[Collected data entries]
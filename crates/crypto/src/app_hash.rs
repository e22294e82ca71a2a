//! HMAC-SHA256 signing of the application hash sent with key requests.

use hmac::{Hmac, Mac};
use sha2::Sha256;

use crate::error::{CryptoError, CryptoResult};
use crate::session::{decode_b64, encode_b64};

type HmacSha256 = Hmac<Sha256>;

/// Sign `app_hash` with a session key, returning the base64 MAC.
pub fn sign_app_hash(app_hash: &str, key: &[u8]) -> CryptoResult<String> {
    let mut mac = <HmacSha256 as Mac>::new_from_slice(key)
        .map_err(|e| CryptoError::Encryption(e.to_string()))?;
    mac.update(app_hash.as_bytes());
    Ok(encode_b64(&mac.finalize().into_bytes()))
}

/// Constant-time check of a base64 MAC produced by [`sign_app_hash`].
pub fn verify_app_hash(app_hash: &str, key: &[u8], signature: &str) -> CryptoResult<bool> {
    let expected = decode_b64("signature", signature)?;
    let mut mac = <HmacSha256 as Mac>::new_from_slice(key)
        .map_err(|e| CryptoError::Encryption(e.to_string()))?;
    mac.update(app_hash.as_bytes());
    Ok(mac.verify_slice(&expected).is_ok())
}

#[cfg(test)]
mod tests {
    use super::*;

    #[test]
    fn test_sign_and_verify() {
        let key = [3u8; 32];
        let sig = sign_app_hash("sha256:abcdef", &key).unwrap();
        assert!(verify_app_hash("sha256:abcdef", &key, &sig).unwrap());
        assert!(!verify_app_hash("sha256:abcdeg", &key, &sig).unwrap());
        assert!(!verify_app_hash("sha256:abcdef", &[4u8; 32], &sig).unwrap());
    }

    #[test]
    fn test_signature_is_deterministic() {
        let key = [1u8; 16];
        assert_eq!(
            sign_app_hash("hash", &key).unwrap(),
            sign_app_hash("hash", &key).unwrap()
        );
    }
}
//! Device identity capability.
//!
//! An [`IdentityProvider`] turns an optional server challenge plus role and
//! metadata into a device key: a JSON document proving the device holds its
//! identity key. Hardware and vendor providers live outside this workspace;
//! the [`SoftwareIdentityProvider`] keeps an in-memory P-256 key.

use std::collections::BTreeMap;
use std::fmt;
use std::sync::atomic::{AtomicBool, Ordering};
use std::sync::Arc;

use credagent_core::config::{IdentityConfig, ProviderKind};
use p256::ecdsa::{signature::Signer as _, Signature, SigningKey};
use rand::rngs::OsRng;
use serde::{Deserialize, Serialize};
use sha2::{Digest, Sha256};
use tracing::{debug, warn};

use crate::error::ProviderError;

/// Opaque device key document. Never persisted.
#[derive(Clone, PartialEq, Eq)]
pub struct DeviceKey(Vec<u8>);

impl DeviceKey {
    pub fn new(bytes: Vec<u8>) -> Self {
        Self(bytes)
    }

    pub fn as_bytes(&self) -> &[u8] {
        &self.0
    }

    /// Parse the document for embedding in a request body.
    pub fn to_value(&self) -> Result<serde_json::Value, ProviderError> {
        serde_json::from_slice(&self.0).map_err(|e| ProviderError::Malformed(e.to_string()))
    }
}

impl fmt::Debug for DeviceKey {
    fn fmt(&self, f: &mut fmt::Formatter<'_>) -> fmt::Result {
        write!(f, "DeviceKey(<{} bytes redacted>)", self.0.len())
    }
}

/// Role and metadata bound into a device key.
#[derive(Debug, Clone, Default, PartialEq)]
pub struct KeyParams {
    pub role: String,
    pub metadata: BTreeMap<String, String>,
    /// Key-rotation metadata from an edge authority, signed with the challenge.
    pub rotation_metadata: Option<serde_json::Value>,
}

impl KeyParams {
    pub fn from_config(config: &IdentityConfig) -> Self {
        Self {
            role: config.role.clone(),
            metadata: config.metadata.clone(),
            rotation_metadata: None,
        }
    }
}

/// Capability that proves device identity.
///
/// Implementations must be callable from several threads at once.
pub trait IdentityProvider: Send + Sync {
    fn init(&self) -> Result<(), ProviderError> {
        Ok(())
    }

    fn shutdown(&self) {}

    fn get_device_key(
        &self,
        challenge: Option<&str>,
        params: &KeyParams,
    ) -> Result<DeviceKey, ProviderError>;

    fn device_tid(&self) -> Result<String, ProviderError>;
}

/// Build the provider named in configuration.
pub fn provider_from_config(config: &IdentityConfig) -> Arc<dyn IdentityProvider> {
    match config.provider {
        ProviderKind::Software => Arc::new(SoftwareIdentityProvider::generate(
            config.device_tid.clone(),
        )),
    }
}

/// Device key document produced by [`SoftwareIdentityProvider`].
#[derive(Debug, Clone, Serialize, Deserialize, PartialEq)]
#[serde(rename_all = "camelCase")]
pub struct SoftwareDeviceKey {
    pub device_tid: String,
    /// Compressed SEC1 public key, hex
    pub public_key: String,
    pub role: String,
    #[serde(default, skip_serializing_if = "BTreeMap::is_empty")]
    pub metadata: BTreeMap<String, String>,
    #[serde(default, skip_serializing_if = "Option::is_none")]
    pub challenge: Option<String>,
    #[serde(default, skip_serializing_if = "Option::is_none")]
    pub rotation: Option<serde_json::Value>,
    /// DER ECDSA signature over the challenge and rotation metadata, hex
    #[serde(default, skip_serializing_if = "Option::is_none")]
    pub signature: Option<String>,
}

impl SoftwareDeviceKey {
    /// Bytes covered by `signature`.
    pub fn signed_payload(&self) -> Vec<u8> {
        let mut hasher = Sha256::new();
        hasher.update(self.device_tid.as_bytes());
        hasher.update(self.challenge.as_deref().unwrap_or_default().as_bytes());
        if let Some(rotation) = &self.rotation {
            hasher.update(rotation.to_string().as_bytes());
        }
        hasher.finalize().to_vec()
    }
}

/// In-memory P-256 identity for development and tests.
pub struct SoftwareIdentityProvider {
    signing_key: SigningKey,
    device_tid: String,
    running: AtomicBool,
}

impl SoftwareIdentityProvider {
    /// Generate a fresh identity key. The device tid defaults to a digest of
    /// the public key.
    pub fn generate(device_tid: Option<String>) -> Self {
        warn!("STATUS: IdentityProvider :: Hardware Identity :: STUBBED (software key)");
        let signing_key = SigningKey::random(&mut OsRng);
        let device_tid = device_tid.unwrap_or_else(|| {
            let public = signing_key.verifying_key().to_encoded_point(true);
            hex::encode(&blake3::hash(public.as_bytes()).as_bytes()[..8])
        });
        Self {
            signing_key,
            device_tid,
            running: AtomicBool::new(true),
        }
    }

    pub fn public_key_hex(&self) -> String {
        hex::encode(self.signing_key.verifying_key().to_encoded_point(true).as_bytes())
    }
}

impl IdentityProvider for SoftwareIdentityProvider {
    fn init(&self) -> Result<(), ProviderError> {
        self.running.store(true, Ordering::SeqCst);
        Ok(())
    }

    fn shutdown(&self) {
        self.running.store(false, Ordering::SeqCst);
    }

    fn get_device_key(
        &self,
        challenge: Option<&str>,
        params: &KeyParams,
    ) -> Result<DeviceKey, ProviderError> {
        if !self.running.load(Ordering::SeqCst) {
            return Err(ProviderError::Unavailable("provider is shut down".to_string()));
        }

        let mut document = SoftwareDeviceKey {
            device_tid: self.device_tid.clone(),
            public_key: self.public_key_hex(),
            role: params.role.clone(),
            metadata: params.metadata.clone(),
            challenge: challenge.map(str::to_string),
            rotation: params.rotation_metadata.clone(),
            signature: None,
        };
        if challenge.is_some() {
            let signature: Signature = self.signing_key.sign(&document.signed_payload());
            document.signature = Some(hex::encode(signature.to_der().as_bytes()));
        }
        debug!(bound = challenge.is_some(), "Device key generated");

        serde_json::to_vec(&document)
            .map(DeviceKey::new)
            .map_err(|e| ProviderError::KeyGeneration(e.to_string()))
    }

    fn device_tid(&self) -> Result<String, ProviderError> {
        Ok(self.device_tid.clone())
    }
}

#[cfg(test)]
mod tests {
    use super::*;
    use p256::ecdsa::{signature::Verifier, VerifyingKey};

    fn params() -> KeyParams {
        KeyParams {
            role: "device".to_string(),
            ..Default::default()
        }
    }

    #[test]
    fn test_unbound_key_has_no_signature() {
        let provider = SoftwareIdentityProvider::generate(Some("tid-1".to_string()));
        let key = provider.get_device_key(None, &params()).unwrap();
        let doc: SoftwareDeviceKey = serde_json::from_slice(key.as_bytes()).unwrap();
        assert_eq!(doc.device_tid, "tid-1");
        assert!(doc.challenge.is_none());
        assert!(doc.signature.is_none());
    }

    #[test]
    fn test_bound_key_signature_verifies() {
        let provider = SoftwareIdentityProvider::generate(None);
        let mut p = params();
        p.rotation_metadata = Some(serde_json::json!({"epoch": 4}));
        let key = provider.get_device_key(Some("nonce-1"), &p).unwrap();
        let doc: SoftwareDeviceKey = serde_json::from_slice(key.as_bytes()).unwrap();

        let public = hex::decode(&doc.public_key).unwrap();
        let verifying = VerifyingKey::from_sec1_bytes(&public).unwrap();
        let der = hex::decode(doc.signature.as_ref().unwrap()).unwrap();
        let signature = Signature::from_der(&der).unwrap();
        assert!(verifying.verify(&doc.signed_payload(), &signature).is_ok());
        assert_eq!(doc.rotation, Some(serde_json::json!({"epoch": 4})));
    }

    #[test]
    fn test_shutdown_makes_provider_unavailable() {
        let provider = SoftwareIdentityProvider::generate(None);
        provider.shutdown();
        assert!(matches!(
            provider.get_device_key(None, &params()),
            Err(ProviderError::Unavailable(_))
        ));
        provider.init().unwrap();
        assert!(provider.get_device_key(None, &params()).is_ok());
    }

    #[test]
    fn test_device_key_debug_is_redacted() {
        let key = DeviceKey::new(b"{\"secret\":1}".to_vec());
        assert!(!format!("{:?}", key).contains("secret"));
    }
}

---

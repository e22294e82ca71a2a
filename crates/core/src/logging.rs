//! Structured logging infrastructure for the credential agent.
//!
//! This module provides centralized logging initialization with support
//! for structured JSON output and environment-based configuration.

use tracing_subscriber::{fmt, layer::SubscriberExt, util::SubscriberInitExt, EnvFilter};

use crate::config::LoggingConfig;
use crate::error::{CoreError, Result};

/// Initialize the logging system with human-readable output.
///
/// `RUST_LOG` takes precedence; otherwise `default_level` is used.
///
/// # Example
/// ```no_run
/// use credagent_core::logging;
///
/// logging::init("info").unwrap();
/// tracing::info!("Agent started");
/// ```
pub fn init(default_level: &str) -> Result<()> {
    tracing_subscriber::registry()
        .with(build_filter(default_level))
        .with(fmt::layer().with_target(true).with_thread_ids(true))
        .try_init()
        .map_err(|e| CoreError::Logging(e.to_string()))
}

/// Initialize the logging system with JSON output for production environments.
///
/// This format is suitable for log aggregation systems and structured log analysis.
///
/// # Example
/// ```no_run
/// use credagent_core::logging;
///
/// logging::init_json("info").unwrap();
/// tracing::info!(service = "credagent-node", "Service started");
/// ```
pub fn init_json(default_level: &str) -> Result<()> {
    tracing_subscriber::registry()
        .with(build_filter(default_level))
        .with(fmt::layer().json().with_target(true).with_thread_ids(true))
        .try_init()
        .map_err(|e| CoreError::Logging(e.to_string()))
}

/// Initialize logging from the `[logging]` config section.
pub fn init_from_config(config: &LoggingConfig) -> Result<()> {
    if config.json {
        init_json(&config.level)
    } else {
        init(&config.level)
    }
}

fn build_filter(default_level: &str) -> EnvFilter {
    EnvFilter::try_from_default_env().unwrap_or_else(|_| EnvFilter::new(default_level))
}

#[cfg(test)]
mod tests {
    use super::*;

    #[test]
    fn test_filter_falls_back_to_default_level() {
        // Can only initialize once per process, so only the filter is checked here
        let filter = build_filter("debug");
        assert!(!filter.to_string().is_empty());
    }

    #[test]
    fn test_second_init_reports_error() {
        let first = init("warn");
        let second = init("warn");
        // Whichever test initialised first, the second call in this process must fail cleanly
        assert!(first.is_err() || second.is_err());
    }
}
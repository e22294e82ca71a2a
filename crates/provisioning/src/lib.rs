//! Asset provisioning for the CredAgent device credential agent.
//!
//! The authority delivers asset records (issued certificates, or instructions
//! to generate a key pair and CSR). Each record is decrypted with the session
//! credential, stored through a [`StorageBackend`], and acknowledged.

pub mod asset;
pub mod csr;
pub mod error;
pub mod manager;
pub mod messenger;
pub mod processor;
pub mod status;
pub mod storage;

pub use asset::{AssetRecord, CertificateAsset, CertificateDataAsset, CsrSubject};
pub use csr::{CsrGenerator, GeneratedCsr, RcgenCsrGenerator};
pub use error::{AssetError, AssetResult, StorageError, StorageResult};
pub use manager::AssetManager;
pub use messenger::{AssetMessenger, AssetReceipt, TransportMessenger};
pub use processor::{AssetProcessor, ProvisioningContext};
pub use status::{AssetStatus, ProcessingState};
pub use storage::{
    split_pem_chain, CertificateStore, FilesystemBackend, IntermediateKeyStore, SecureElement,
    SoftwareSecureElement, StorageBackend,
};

[Exercise] Lines with the string "layer" in the data above: say how many there are, giving the number alone.

[Solution for this problem] 3